Among the records that follow, find the line with "if range_s <" and the line with "transitions between windows.". Set down those lines and all lines between them exactly, without adding anything.

= = = =

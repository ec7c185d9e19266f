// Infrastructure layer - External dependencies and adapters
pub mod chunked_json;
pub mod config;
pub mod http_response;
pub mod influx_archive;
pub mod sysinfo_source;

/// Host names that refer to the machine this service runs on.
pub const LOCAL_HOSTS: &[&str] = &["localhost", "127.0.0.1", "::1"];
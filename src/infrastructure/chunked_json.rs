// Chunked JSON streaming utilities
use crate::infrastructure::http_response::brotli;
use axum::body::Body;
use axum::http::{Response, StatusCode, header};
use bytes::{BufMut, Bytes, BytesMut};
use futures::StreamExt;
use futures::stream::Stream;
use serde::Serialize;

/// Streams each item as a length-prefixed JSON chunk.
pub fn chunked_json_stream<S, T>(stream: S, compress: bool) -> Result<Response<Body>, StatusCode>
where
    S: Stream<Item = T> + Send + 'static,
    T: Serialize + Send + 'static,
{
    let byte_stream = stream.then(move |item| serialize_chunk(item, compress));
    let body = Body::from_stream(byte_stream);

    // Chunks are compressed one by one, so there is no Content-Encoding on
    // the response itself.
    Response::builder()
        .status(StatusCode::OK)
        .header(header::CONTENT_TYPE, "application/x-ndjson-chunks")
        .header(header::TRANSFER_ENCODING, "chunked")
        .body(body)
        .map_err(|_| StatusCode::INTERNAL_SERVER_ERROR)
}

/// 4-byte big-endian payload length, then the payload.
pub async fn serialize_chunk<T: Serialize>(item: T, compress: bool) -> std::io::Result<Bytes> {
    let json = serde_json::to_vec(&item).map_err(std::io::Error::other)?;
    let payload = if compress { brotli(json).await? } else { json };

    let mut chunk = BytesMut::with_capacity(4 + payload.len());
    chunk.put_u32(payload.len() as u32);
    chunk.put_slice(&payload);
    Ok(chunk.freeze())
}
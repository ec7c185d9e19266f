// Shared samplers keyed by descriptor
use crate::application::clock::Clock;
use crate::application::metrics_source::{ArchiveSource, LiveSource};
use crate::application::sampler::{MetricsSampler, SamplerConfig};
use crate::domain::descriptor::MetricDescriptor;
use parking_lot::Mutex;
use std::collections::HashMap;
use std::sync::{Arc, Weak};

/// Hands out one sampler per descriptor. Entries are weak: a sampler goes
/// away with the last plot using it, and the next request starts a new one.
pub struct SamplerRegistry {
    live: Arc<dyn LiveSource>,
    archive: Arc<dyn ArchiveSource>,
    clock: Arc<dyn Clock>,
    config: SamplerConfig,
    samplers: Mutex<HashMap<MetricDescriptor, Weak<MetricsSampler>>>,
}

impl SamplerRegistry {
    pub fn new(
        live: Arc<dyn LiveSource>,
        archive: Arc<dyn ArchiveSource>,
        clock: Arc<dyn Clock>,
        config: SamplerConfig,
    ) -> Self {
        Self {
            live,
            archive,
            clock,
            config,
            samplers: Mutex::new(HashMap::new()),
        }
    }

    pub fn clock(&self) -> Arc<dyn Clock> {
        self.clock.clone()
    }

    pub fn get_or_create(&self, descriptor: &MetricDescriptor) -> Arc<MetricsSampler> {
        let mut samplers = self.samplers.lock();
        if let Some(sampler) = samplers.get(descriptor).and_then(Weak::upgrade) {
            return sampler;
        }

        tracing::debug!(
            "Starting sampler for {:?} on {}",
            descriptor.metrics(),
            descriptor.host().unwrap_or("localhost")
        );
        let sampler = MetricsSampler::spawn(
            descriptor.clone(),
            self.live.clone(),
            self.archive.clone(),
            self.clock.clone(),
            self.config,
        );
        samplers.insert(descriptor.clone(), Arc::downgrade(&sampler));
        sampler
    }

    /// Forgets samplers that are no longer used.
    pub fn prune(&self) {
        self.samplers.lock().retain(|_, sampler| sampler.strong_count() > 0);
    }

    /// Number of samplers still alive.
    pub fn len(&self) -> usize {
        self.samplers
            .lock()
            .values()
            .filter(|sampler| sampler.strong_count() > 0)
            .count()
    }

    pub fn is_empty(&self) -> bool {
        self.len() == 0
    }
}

= = = =

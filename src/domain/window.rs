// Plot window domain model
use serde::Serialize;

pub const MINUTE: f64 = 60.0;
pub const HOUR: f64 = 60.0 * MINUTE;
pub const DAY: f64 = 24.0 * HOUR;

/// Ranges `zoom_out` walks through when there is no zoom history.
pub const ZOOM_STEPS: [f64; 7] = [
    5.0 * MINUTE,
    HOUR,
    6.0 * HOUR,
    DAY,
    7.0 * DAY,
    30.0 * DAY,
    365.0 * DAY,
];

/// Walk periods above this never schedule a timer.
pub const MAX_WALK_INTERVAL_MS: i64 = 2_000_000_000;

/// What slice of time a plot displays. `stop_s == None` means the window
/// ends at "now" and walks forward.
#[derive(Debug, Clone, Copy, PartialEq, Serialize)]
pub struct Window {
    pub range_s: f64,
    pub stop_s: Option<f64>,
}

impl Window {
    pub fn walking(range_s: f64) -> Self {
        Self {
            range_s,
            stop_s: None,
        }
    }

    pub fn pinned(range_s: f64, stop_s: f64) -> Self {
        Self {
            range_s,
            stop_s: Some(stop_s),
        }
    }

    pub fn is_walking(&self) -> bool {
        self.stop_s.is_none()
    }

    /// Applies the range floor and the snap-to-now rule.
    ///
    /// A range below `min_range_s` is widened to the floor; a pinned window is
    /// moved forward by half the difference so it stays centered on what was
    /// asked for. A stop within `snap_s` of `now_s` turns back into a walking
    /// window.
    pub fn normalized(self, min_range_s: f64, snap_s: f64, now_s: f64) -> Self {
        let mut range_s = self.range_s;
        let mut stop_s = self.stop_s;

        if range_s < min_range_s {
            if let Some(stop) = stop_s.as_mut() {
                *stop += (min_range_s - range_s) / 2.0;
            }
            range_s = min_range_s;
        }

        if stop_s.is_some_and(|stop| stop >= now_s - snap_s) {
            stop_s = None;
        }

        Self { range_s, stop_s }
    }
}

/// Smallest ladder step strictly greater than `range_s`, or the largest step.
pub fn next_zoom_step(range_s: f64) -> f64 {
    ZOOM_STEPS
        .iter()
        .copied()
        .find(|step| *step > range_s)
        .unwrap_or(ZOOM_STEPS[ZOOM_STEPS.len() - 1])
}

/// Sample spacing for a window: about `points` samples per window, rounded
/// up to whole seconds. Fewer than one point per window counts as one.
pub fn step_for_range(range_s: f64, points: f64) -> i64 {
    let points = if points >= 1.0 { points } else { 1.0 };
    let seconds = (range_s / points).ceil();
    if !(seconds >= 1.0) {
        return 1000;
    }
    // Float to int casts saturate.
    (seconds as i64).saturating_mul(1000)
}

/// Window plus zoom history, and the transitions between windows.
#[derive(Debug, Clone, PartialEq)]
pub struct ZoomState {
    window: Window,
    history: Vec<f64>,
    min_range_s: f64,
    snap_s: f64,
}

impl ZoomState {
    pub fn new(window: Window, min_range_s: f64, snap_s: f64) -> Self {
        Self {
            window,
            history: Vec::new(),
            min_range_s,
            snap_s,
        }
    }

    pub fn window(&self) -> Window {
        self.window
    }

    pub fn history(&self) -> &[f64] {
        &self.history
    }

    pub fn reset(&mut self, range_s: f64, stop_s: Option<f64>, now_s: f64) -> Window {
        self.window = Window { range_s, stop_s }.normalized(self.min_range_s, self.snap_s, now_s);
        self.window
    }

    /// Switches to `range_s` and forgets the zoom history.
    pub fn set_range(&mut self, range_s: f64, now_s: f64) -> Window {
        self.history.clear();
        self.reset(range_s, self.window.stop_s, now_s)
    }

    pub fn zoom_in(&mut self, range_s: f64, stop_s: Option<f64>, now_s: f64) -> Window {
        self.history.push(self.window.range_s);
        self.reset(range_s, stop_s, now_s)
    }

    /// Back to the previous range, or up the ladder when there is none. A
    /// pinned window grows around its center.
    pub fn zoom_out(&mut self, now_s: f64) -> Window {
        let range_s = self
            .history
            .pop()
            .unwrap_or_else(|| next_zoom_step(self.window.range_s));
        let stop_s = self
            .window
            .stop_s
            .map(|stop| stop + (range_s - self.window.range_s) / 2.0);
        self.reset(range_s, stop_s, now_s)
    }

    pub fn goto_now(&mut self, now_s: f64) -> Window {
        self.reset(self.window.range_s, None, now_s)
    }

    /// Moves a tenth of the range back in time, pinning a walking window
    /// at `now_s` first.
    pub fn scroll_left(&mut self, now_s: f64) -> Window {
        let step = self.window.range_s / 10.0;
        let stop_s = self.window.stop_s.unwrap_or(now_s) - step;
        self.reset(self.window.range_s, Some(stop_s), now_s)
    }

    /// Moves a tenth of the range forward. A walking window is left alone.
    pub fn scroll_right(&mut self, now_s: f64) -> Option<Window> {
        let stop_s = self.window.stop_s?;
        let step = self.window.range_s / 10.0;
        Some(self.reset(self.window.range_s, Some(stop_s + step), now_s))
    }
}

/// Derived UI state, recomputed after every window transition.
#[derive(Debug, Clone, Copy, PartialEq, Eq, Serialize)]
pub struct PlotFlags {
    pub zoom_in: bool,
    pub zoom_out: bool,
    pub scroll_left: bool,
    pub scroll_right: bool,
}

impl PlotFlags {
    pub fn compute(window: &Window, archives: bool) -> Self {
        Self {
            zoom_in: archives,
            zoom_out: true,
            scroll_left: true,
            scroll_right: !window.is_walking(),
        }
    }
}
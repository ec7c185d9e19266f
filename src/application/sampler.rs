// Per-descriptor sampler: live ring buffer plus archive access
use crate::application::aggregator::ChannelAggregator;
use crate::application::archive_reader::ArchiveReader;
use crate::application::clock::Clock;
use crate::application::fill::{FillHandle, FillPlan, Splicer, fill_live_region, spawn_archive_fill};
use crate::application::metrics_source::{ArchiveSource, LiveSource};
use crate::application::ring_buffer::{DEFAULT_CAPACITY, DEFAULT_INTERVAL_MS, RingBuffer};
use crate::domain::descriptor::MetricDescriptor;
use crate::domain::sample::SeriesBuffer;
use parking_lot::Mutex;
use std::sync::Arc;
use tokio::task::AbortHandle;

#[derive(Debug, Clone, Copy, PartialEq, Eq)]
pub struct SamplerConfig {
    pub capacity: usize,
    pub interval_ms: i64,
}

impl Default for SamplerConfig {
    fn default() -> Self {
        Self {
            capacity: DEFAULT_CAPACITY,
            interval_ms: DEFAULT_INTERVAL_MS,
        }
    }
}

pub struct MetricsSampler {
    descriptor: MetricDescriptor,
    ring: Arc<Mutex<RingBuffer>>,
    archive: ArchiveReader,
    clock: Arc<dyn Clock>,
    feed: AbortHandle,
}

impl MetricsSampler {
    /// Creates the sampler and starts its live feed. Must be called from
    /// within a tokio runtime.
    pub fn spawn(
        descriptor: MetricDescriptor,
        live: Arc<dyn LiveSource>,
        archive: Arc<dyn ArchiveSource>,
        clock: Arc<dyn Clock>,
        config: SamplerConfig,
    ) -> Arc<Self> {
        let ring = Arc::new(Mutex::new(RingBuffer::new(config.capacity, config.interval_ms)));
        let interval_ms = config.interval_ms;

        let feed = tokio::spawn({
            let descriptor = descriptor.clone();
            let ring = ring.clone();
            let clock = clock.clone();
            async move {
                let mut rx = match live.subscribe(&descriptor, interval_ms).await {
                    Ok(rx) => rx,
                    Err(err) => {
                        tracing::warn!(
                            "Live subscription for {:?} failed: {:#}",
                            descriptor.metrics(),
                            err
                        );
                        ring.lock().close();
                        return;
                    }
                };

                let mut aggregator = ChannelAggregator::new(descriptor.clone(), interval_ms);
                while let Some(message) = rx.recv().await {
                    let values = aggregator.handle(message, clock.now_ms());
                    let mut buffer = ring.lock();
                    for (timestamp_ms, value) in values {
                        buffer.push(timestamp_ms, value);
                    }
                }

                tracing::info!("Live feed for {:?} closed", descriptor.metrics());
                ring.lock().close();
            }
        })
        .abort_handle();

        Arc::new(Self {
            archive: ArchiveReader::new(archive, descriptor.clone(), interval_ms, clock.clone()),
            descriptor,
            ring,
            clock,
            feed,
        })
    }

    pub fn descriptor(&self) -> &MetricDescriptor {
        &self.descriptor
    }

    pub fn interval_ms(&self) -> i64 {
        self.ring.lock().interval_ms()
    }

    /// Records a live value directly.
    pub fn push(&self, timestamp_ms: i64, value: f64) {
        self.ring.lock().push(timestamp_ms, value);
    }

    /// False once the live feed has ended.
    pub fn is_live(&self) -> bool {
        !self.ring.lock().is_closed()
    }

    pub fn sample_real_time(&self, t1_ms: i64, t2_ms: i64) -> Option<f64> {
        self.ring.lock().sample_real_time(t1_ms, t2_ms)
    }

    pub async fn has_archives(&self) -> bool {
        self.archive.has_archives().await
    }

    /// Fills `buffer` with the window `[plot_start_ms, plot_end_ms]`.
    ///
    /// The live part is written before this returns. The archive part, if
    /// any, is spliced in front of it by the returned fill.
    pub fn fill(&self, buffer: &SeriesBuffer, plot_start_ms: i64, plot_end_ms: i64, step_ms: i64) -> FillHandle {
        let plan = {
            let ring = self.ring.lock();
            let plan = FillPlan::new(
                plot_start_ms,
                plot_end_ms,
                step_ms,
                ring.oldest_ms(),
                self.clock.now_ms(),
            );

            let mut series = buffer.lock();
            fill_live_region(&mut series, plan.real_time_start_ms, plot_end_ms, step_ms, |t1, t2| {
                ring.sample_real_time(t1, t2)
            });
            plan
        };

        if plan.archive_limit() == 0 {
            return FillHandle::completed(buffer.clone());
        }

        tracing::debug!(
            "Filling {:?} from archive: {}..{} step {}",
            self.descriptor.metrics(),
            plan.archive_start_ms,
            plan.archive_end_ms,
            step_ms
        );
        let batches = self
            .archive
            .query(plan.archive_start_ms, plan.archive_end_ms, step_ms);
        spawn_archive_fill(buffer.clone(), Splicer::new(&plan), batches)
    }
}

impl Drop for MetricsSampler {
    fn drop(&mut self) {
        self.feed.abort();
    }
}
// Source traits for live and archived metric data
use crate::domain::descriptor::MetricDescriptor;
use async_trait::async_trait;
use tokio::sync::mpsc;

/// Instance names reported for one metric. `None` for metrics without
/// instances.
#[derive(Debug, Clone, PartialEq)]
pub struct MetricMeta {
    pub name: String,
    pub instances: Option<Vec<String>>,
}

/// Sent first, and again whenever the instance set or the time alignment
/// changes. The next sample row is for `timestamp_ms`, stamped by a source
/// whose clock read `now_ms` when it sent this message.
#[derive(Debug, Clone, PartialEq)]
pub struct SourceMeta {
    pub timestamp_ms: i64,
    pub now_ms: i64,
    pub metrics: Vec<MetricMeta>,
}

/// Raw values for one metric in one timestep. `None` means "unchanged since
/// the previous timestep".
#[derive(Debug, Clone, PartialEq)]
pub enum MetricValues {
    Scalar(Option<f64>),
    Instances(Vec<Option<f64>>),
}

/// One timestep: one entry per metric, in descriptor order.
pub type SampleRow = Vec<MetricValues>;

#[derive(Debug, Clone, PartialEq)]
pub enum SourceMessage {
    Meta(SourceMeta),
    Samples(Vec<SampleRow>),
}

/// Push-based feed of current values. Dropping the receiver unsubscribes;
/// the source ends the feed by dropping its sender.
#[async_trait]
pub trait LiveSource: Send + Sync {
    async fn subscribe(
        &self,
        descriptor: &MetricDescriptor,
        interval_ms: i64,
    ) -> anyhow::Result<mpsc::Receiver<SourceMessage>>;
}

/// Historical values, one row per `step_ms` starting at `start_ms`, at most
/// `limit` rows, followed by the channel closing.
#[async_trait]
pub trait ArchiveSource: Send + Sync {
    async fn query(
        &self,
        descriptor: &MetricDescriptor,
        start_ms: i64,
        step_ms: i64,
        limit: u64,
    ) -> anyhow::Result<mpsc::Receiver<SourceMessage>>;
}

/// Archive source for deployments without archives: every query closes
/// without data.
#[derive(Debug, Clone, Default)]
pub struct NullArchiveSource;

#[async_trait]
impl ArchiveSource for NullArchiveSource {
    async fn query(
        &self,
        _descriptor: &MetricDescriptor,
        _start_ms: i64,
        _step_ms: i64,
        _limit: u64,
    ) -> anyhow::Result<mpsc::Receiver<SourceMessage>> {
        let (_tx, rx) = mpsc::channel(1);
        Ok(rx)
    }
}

= = = =

## Output for this task
        if range_s < min_range_s {
            if let Some(stop) = stop_s.as_mut() {
                *stop += (min_range_s - range_s) / 2.0;
            }
            range_s = min_range_s;
        }

        if stop_s.is_some_and(|stop| stop >= now_s - snap_s) {
            stop_s = None;
        }

        Self { range_s, stop_s }
    }
}

/// Smallest ladder step strictly greater than `range_s`, or the largest step.
pub fn next_zoom_step(range_s: f64) -> f64 {
    ZOOM_STEPS
        .iter()
        .copied()
        .find(|step| *step > range_s)
        .unwrap_or(ZOOM_STEPS[ZOOM_STEPS.len() - 1])
}

/// Sample spacing for a window: about `points` samples per window, rounded
/// up to whole seconds. Fewer than one point per window counts as one.
pub fn step_for_range(range_s: f64, points: f64) -> i64 {
    let points = if points >= 1.0 { points } else { 1.0 };
    let seconds = (range_s / points).ceil();
    if !(seconds >= 1.0) {
        return 1000;
    }
    // Float to int casts saturate.
    (seconds as i64).saturating_mul(1000)
}

/// Window plus zoom history, and the transitions between windows.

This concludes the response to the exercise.